Work item → Please retype all the records below exactly as they read.

++++ Recorded data

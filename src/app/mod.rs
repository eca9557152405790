//! Application core: orchestration over the domain, zero direct I/O.
//!
//! This module wires the engine together for the CocktailBot: the
//! [`service`] that owns the ledger, pump registry and interlock, the
//! operator [`console`] with its [`commands`], and the [`events`] it
//! emits.  All interaction with hardware and flash happens through
//! **port traits** defined in [`ports`], keeping this layer fully
//! testable without real peripherals.

pub mod commands;
pub mod console;
pub mod events;
pub mod ports;
pub mod service;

++++++++

Solution →
filename src/app/mod.rs
repository eca9557152405790
//! Application core: orchestration over the domain, zero direct I/O.
//!
//! This module wires the engine together for the CocktailBot: the
//! [`service`] that owns the ledger, pump registry and interlock, the
//! operator [`console`] with its [`commands`], and the [`events`] it
//! emits.  All interaction with hardware and flash happens through
//! **port traits** defined in [`ports`], keeping this layer fully
//! testable without real peripherals.

pub mod commands;
pub mod console;
pub mod events;
pub mod ports;
pub mod service;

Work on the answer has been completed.